Interview: Adam-Troy Castro

Tell us a bit about your story, “Dead Like Me.” What’s it about?

It’s a set of instructions, to a hapless protagonist, about how to survive the zombie plague by joining it.

What’s was the genesis of the story–what was the inspiration for it, or what prompted you to write it?

The story was my attempt to get into the fabled BOOK OF THE DEAD III, then being compiled by John Skipp and Craig Spector; the tangled history of that volume being what it was, it didn’t see print until the book became MONDO ZOMBIE, by Skipp alone, a decade later.

The question that prompted it was, if Romero-zombies don’t breathe, how do they track their victims? Certainly not by scent! (Zombies smell badly in more than one sense.) If not by scent, how? If we know the method, can we fool them? And from there I got to, what will it cost?

Tell us about the protagonist of the story.

Although for obvious reasons I can’t really say so officially, and indicate it only via an oblique reference in the text, I’ve always believed the protagonist to be the weaker younger brother of Ben, the doomed lead of the original NIGHT OF THE LIVING DEAD. This is, again, an unofficial conceit, and just a tool I used while writing it, though advance knowledge of same will give canny readers a large number of “ah hah” moments.

Was this story a particularly challenging one to write? If so, how?

I sailed through this story, one of the best I’ve ever written. Wish it always came that easily.

Most authors say all their stories are personal.  If that’s true for you, in what way was this story personal to you?

It was only personal in that I adored Romero’s universe and the first two Books of the Dead and was determined to get into the third volume somehow; in fact, I wrote a second contribution, “From Hell It Came,” the saga of a runaway zombie penis, that played the whole idea for silliness and also saw print in MONDO ZOMBIE.

What kind of research did you have to do for the story?

I had worked in corporate America.

What is the appeal of zombie fiction? Why do so many writers–or you yourself–write about zombies? Why do readers and film viewers love it so much?

At its best, horror tests its protagonists in ways other genres rarely manage. The zombie subgenre tests them even more, by even denying them trust in their loved ones, faith in being rescued, and even the traditional sweet release of death. It can be nothing more than an exercise in reducing human beings to ground chuck. But if it’s about who the characters are and what their struggle to survive means for the rest of us, it has a hell of an impact.

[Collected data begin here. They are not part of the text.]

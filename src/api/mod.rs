pub mod dto;
pub mod routes;

use async_trait::async_trait;
use reqwest::multipart::{Form, Part};
use reqwest::{Client, RequestBuilder, StatusCode, Url};
use serde::de::DeserializeOwned;
use tracing::{debug, error};

use crate::config::ClientConfig;
use crate::error::ApiError;
use crate::models::{
    Comment, CommentRequest, Course, CourseRequest, FileUpload, LoginRequest, RegistrationRequest,
    Role, SubscribeRequest, UploadedFile, User,
};

pub use routes::RouteStyle;

/// One method per backend endpoint. Every call issues exactly one request
/// and hands back the unwrapped payload, or the failure unchanged.
#[async_trait]
pub trait CourseApi: Send + Sync {
    async fn login(&self, request: &LoginRequest) -> Result<String, ApiError>;
    async fn register(&self, request: &RegistrationRequest) -> Result<String, ApiError>;

    async fn list_courses(&self) -> Result<Vec<Course>, ApiError>;
    async fn search_courses(&self, query: &str) -> Result<Vec<Course>, ApiError>;
    async fn get_course(&self, course_id: i64) -> Result<Course, ApiError>;
    async fn list_courses_by_instructor(&self, instructor: &str) -> Result<Vec<Course>, ApiError>;
    async fn create_course(&self, request: &CourseRequest) -> Result<String, ApiError>;
    async fn update_course(&self, course_id: i64, request: &CourseRequest) -> Result<String, ApiError>;
    async fn delete_course(&self, course_id: i64) -> Result<(), ApiError>;

    async fn authenticate(&self, token: &str) -> Result<Role, ApiError>;
    async fn user_id_for_token(&self, token: &str) -> Result<i64, ApiError>;
    async fn get_user(&self, user_id: i64) -> Result<User, ApiError>;

    async fn subscribe(&self, request: &SubscribeRequest) -> Result<String, ApiError>;
    async fn list_subscriptions(&self, user_id: i64) -> Result<Vec<Course>, ApiError>;

    async fn add_comment(&self, request: &CommentRequest) -> Result<String, ApiError>;
    async fn list_comments(&self, course_id: i64) -> Result<Vec<Comment>, ApiError>;

    async fn upload_file(&self, file: &FileUpload, user_id: i64, course_id: i64) -> Result<String, ApiError>;
    async fn list_course_files(&self, course_id: i64) -> Result<Vec<UploadedFile>, ApiError>;
}

pub struct HttpCourseApi {
    client: Client,
    base_url: String,
    routes: RouteStyle,
}

impl HttpCourseApi {
    pub fn new(config: &ClientConfig) -> Result<Self, ApiError> {
        let client = Client::builder()
            .build()
            .map_err(|e| ApiError::Config(format!("Failed to build http client: {}", e)))?;
        Ok(Self {
            client,
            base_url: config.api_base_url.clone(),
            routes: config.route_style,
        })
    }

    pub fn base_url(&self) -> &str {
        &self.base_url
    }

    fn url(&self, path: &str) -> String {
        format!("{}{}", self.base_url, path)
    }

    /// Appends `segment` percent-encoded, so names with spaces or `/` stay one segment.
    fn url_with_segment(&self, path: &str, segment: &str) -> Result<Url, ApiError> {
        let mut url = Url::parse(&self.url(path))
            .map_err(|e| ApiError::Config(format!("Invalid url: {}", e)))?;
        url.path_segments_mut()
            .map_err(|_| ApiError::Config(format!("Base url cannot carry a path: {}", self.base_url)))?
            .push(segment);
        Ok(url)
    }

    async fn execute(&self, request: RequestBuilder, action: &str) -> Result<String, ApiError> {
        let response = request.send().await.map_err(|e| {
            error!("{} failed: {}", action, e);
            ApiError::Transport(e)
        })?;

        let status = response.status();
        debug!("{} -> {}", action, status);
        let body = response.text().await.map_err(|e| {
            error!("{} failed reading body: {}", action, e);
            ApiError::Transport(e)
        })?;

        if !status.is_success() {
            let message = error_message(status, &body);
            error!("{} failed: {} {}", action, status, message);
            return Err(ApiError::Status { status, message });
        }

        Ok(body)
    }

    async fn fetch<T: DeserializeOwned>(&self, request: RequestBuilder, action: &str) -> Result<T, ApiError> {
        let body = self.execute(request, action).await?;
        serde_json::from_str::<T>(&body).map_err(|e| {
            error!("{} returned an unexpected payload: {}", action, e);
            ApiError::Decode(e)
        })
    }

    async fn fetch_results<T: DeserializeOwned>(&self, request: RequestBuilder, action: &str) -> Result<Vec<T>, ApiError> {
        let envelope: dto::ResultsEnvelope<T> = self.fetch(request, action).await?;
        Ok(envelope.results)
    }

    async fn fetch_message(&self, request: RequestBuilder, action: &str) -> Result<String, ApiError> {
        let envelope: dto::MessageEnvelope<String> = self.fetch(request, action).await?;
        Ok(envelope.message)
    }
}

fn error_message(status: StatusCode, body: &str) -> String {
    serde_json::from_str::<dto::ErrorBody>(body)
        .ok()
        .and_then(dto::ErrorBody::into_message)
        .unwrap_or_else(|| {
            if body.trim().is_empty() {
                status.canonical_reason().unwrap_or("request failed").to_string()
            } else {
                body.trim().to_string()
            }
        })
}

fn bearer(token: &str) -> String {
    format!("Bearer {}", token)
}

#[async_trait]
impl CourseApi for HttpCourseApi {
    async fn login(&self, request: &LoginRequest) -> Result<String, ApiError> {
        let req = self.client.post(self.url("/users/login")).json(request);
        let envelope: dto::TokenEnvelope = self.fetch(req, "login").await?;
        Ok(envelope.token)
    }

    async fn register(&self, request: &RegistrationRequest) -> Result<String, ApiError> {
        let req = self.client.post(self.url("/users/register")).json(request);
        self.fetch_message(req, "registration").await
    }

    async fn list_courses(&self) -> Result<Vec<Course>, ApiError> {
        let req = self.client.get(self.url("/courses"));
        self.fetch_results(req, "list courses").await
    }

    async fn search_courses(&self, query: &str) -> Result<Vec<Course>, ApiError> {
        let url = Url::parse_with_params(&self.url("/courses/search"), &[("query", query)])
            .map_err(|e| ApiError::Config(format!("Invalid search url: {}", e)))?;
        let req = self.client.get(url);
        self.fetch_results(req, "search").await
    }

    async fn get_course(&self, course_id: i64) -> Result<Course, ApiError> {
        let req = self.client.get(self.url(&format!("/courses/{}", course_id)));
        self.fetch(req, "get course").await
    }

    async fn list_courses_by_instructor(&self, instructor: &str) -> Result<Vec<Course>, ApiError> {
        let url = self.url_with_segment("/courses/instructor", instructor)?;
        let req = self.client.get(url);
        self.fetch_results(req, "list instructor courses").await
    }

    async fn create_course(&self, request: &CourseRequest) -> Result<String, ApiError> {
        let req = self.client.post(self.url(&self.routes.create_course())).json(request);
        self.fetch_message(req, "create course").await
    }

    async fn update_course(&self, course_id: i64, request: &CourseRequest) -> Result<String, ApiError> {
        let req = self
            .client
            .put(self.url(&self.routes.update_course(course_id)))
            .json(request);
        self.fetch_message(req, "update course").await
    }

    async fn delete_course(&self, course_id: i64) -> Result<(), ApiError> {
        let req = self.client.delete(self.url(&self.routes.delete_course(course_id)));
        self.execute(req, "delete course").await?;
        Ok(())
    }

    async fn authenticate(&self, token: &str) -> Result<Role, ApiError> {
        let req = self
            .client
            .get(self.url("/users/authentication"))
            .header("Authorization", bearer(token));
        let label = self.fetch_message(req, "authentication").await?;
        Ok(Role::from_label(&label))
    }

    async fn user_id_for_token(&self, token: &str) -> Result<i64, ApiError> {
        let req = self
            .client
            .get(self.url("/users/userId"))
            .header("Authorization", bearer(token));
        let envelope: dto::MessageEnvelope<dto::IdValue> = self.fetch(req, "get user id").await?;
        envelope.message.as_i64().ok_or_else(|| {
            error!("get user id returned a non-numeric id: {:?}", envelope.message);
            ApiError::UnexpectedPayload(format!("user id is not numeric: {:?}", envelope.message))
        })
    }

    async fn get_user(&self, user_id: i64) -> Result<User, ApiError> {
        let req = self.client.get(self.url(&format!("/users/{}", user_id)));
        self.fetch(req, "get user").await
    }

    async fn subscribe(&self, request: &SubscribeRequest) -> Result<String, ApiError> {
        let req = self.client.post(self.url("/subscriptions")).json(request);
        self.fetch_message(req, "subscription").await
    }

    async fn list_subscriptions(&self, user_id: i64) -> Result<Vec<Course>, ApiError> {
        let req = self.client.get(self.url(&format!("/users/subscriptions/{}", user_id)));
        self.fetch_results(req, "list subscriptions").await
    }

    async fn add_comment(&self, request: &CommentRequest) -> Result<String, ApiError> {
        let req = self.client.post(self.url("/users/comments")).json(request);
        self.fetch_message(req, "add comment").await
    }

    async fn list_comments(&self, course_id: i64) -> Result<Vec<Comment>, ApiError> {
        let req = self.client.get(self.url(&format!("/courses/comments/{}", course_id)));
        self.fetch_results(req, "list comments").await
    }

    async fn upload_file(&self, file: &FileUpload, user_id: i64, course_id: i64) -> Result<String, ApiError> {
        let part = Part::bytes(file.bytes.clone()).file_name(file.file_name.clone());
        let form = Form::new()
            .part("file", part)
            .text("user_id", user_id.to_string())
            .text("course_id", course_id.to_string());
        let req = self.client.post(self.url("/upload")).multipart(form);
        self.fetch_message(req, "file upload").await
    }

    async fn list_course_files(&self, course_id: i64) -> Result<Vec<UploadedFile>, ApiError> {
        let req = self.client.get(self.url(&format!("/courses/images/{}", course_id)));
        self.fetch_results(req, "list course files").await
    }
}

What are some of your favorite examples of zombie fiction, and what makes them your favorites?

I confess that many of my favorites in the realm of short fiction are already in this anthology, but I will also mention the following movies, books and stories.

Movies: a french film called THEY CAME BACK (in which zombies don’t want to eat you, but may need to occupy your spare bedroom), the spoof films SHAUN OF THE DEAD, CEMETERY MAN, THE MAD, and DEAD ALIVE.

Books: the novels THE ORPHEUS PROCESS by Daniel H. Gower; WORLD WAR Z by Max Brooks; THE RISING, CITY OF THE DEAD and DEAD SEA by Brian Keene.

Short Stories: “Eat Me” by Robert R. McCammon and “Pillar of Fire” by Ray Bradbury, and the playlet “A Plague on Both Your Houses” by Scott Edelman.

Any new work of ours just out or forthcoming you’d like to mention, or anything else you’d like to add?

My first non-media novel, EMISSARIES FROM THE DEAD (not a zombie novel, far
from it, despite the title), just saw print from Harper Collins Eos. It’s an interstellar murder mystery. I just handed in the sequel, THE THIRD CLAW OF GOD. In the meantime, you’ll soon be seeing the stand-alone novella, THE SHALLOW END OF THE POOL, from Creeping Hemlock Press. That’s a nasty one.